**Problem to work on**
Check each line of the listing for the word "unlink" and report the ones that have it.

**Material supplied**
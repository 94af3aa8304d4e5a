use serde::{Deserialize, Serialize};
use std::fs;
use std::path::Path;

use crate::cache::policy::validate_capacity;
use crate::cache::{CacheConfigError, CachePolicy};

/// Main server configuration
#[derive(Debug, Clone, Default, Serialize, Deserialize)]
#[serde(default)]
pub struct ServerConfig {
    pub server: Server,
    pub cache: CacheConfig,
    pub logging: LoggingConfig,
}

#[derive(Debug, Clone, Serialize, Deserialize)]
#[serde(default)]
pub struct Server {
    pub host: String,
    pub port: u16,
}

/// News cache sizing and eviction policy
#[derive(Debug, Clone, Serialize, Deserialize)]
#[serde(default)]
pub struct CacheConfig {
    /// `LRU` or `LFU` (case-insensitive); anything else fails to load
    pub algorithm: CachePolicy,
    /// Maximum number of cached articles, must be positive
    pub capacity: usize,
}

#[derive(Debug, Clone, Serialize, Deserialize)]
#[serde(default)]
pub struct LoggingConfig {
    pub level: String,
    /// `json` or `pretty`
    pub format: String,
}

impl Default for Server {
    fn default() -> Self {
        Self {
            host: "0.0.0.0".to_string(),
            port: 8080,
        }
    }
}

impl Default for CacheConfig {
    fn default() -> Self {
        Self {
            algorithm: CachePolicy::Lru,
            capacity: 100,
        }
    }
}

impl Default for LoggingConfig {
    fn default() -> Self {
        Self {
            level: "info".to_string(),
            format: "json".to_string(),
        }
    }
}

impl CacheConfig {
    pub fn validate(&self) -> Result<(), CacheConfigError> {
        validate_capacity(self.capacity).map(|_| ())
    }
}

impl ServerConfig {
    /// Load configuration from YAML file
    pub fn from_file<P: AsRef<Path>>(path: P) -> anyhow::Result<Self> {
        let content = fs::read_to_string(path)?;
        Self::from_yaml(&content)
    }

    pub fn from_yaml(content: &str) -> anyhow::Result<Self> {
        let config: ServerConfig = serde_yaml::from_str(content)?;
        Ok(config)
    }

    /// Check everything that must be right before the cache is built
    pub fn validate(&self) -> Result<(), CacheConfigError> {
        self.cache.validate()
    }

    /// Get server address
    pub fn server_addr(&self) -> String {
        format!("{}:{}", self.server.host, self.server.port)
    }
}
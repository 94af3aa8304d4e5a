use super::handlers::{self, AppState};
use axum::{
    Router,
    extract::Request,
    middleware::{self, Next},
    response::Response,
    routing::{delete, get},
};
use tower_http::{
    cors::{Any, CorsLayer},
    trace::TraceLayer,
};

async fn track_http(request: Request, next: Next) -> Response {
    let method = request.method().to_string();
    let response = next.run(request).await;
    crate::metrics::record_http_request(&method, response.status().as_u16());
    response
}

/// Create the Axum router with all endpoints
pub fn create_router(state: AppState) -> Router {
    // CORS configuration
    let cors = CorsLayer::new()
        .allow_origin(Any)
        .allow_methods(Any)
        .allow_headers(Any);

    Router::new()
        // Health check
        .route("/health", get(handlers::health_check))
        .route("/metrics", get(handlers::metrics_handler))
        // News REST API endpoints
        .route(
            "/api/news",
            get(handlers::list_news)
                .post(handlers::create_news)
                .put(handlers::update_news),
        )
        .route(
            "/api/news/{id}",
            get(handlers::get_news).delete(handlers::delete_news),
        )
        .route(
            "/api/news/search/text/{fragment}",
            get(handlers::search_by_text),
        )
        .route(
            "/api/news/search/title/{fragment}",
            get(handlers::search_by_title),
        )
        // Cache administration
        .route("/api/news/cache", delete(handlers::cache_invalidate))
        .route("/api/news/cache/stats", get(handlers::cache_stats))
        // Add state and middleware
        .with_state(state)
        .layer(middleware::from_fn(track_http))
        .layer(TraceLayer::new_for_http())
        .layer(cors)
}
//! LRU (Least Recently Used) cache implementation
//!
//! O(1) get/put/remove: a hash index maps keys to arena slots and a single
//! doubly-linked list keeps recency order.

use super::arena::{Arena, List};
use super::policy::{CacheConfigError, CachePolicy, validate_capacity};
use super::traits::Cache;
use ahash::AHashMap;
use std::hash::Hash;

/// LRU Cache with configurable capacity
pub struct LruCache<K, V>
where
    K: Hash + Eq + Clone,
{
    capacity: usize,
    map: AHashMap<K, usize>,
    arena: Arena<K, V>,
    order: List,
}

impl<K, V> LruCache<K, V>
where
    K: Hash + Eq + Clone,
{
    /// Create a new LRU cache with the given capacity
    pub fn new(capacity: usize) -> Result<Self, CacheConfigError> {
        let capacity = validate_capacity(capacity)?;

        Ok(Self {
            capacity,
            map: AHashMap::with_capacity(capacity),
            arena: Arena::with_capacity(capacity),
            order: List::default(),
        })
    }

    /// Remove the least recently used item (tail)
    fn evict_lru(&mut self) -> Option<(K, V)> {
        let tail_idx = self.order.tail()?;
        self.order.unlink(&mut self.arena, tail_idx);

        let node = self.arena.take(tail_idx)?;
        self.map.remove(&node.key);
        Some((node.key, node.value))
    }
}

impl<K, V> Cache<K, V> for LruCache<K, V>
where
    K: Hash + Eq + Clone,
{
    fn policy(&self) -> CachePolicy {
        CachePolicy::Lru
    }

    fn get(&mut self, key: &K) -> Option<&V> {
        let idx = *self.map.get(key)?;
        self.order.move_to_front(&mut self.arena, idx);
        self.arena.get(idx).map(|node| &node.value)
    }

    fn put(&mut self, key: K, value: V) -> Option<(K, V)> {
        if let Some(&idx) = self.map.get(&key) {
            if let Some(node) = self.arena.get_mut(idx) {
                node.value = value;
            }
            self.order.move_to_front(&mut self.arena, idx);
            return None;
        }

        let evicted = if self.map.len() >= self.capacity {
            self.evict_lru()
        } else {
            None
        };

        let idx = self.arena.insert(key.clone(), value, 1);
        self.order.push_front(&mut self.arena, idx);
        self.map.insert(key, idx);

        evicted
    }

    fn remove(&mut self, key: &K) -> Option<V> {
        let idx = self.map.remove(key)?;
        self.order.unlink(&mut self.arena, idx);
        self.arena.take(idx).map(|node| node.value)
    }

    fn contains(&self, key: &K) -> bool {
        self.map.contains_key(key)
    }

    fn configure(&mut self, capacity: usize) -> Result<Vec<(K, V)>, CacheConfigError> {
        self.capacity = validate_capacity(capacity)?;

        let mut trimmed = Vec::new();
        while self.map.len() > self.capacity {
            match self.evict_lru() {
                Some(entry) => trimmed.push(entry),
                None => break,
            }
        }
        Ok(trimmed)
    }

    fn clear(&mut self) {
        self.map.clear();
        self.arena.clear();
        self.order = List::default();
    }

    fn len(&self) -> usize {
        self.map.len()
    }

    fn capacity(&self) -> usize {
        self.capacity
    }

    fn eviction_order(&self) -> Vec<K> {
        self.order
            .iter_from_tail(&self.arena)
            .filter_map(|idx| self.arena.get(idx).map(|node| node.key.clone()))
            .collect()
    }
}

#[cfg(test)]
mod tests {
    use super::*;

    #[test]
    fn test_lru_basic_operations() {
        let mut cache = LruCache::new(2).unwrap();

        assert_eq!(cache.put("a", 1), None);
        assert_eq!(cache.put("b", 2), None);

        assert_eq!(cache.get(&"a"), Some(&1));
        assert_eq!(cache.get(&"b"), Some(&2));
        assert_eq!(cache.len(), 2);
    }

    #[test]
    fn test_lru_zero_capacity_rejected() {
        assert!(matches!(
            LruCache::<u64, u64>::new(0),
            Err(CacheConfigError::InvalidCapacity(0))
        ));
    }

    #[test]
    fn test_lru_eviction() {
        let mut cache = LruCache::new(2).unwrap();

        cache.put("a", 1);
        cache.put("b", 2);
        assert_eq!(cache.put("c", 3), Some(("a", 1)));

        assert_eq!(cache.get(&"a"), None);
        assert_eq!(cache.get(&"b"), Some(&2));
        assert_eq!(cache.get(&"c"), Some(&3));
    }

    #[test]
    fn test_lru_update_existing() {
        let mut cache = LruCache::new(2).unwrap();

        cache.put("a", 1);
        cache.put("b", 2);

        // Overwrite refreshes recency without evicting
        assert_eq!(cache.put("a", 10), None);
        assert_eq!(cache.len(), 2);

        assert_eq!(cache.put("c", 3), Some(("b", 2)));
        assert_eq!(cache.get(&"a"), Some(&10));
        assert_eq!(cache.get(&"c"), Some(&3));
    }

    #[test]
    fn test_lru_remove() {
        let mut cache = LruCache::new(3).unwrap();

        cache.put("a", 1);
        cache.put("b", 2);
        cache.put("c", 3);

        assert_eq!(cache.remove(&"b"), Some(2));
        assert_eq!(cache.remove(&"b"), None);
        assert_eq!(cache.len(), 2);
        assert_eq!(cache.eviction_order(), vec!["a", "c"]);
    }

    #[test]
    fn test_lru_clear() {
        let mut cache = LruCache::new(3).unwrap();

        cache.put("a", 1);
        cache.put("b", 2);
        cache.clear();

        assert!(cache.is_empty());
        assert_eq!(cache.get(&"a"), None);

        cache.put("c", 3);
        assert_eq!(cache.eviction_order(), vec!["c"]);
    }

    #[test]
    fn test_lru_contains_does_not_touch() {
        let mut cache = LruCache::new(2).unwrap();

        cache.put("a", 1);
        cache.put("b", 2);
        assert!(cache.contains(&"a"));

        cache.put("c", 3);
        assert!(!cache.contains(&"a"));
    }

    #[test]
    fn test_lru_configure_trims_oldest() {
        let mut cache = LruCache::new(4).unwrap();

        for (k, v) in [("a", 1), ("b", 2), ("c", 3), ("d", 4)] {
            cache.put(k, v);
        }
        cache.get(&"a");

        let trimmed = cache.configure(2).unwrap();
        assert_eq!(trimmed, vec![("b", 2), ("c", 3)]);
        assert_eq!(cache.capacity(), 2);
        assert_eq!(cache.eviction_order(), vec!["d", "a"]);

        assert_eq!(
            cache.configure(0),
            Err(CacheConfigError::InvalidCapacity(0))
        );
        assert_eq!(cache.capacity(), 2);
    }
}
pub mod handlers;
pub mod router;

pub use handlers::AppState;
pub use router::create_router;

**Finished exercise**
        self.order.unlink(&mut self.arena, tail_idx);
        self.order.unlink(&mut self.arena, idx);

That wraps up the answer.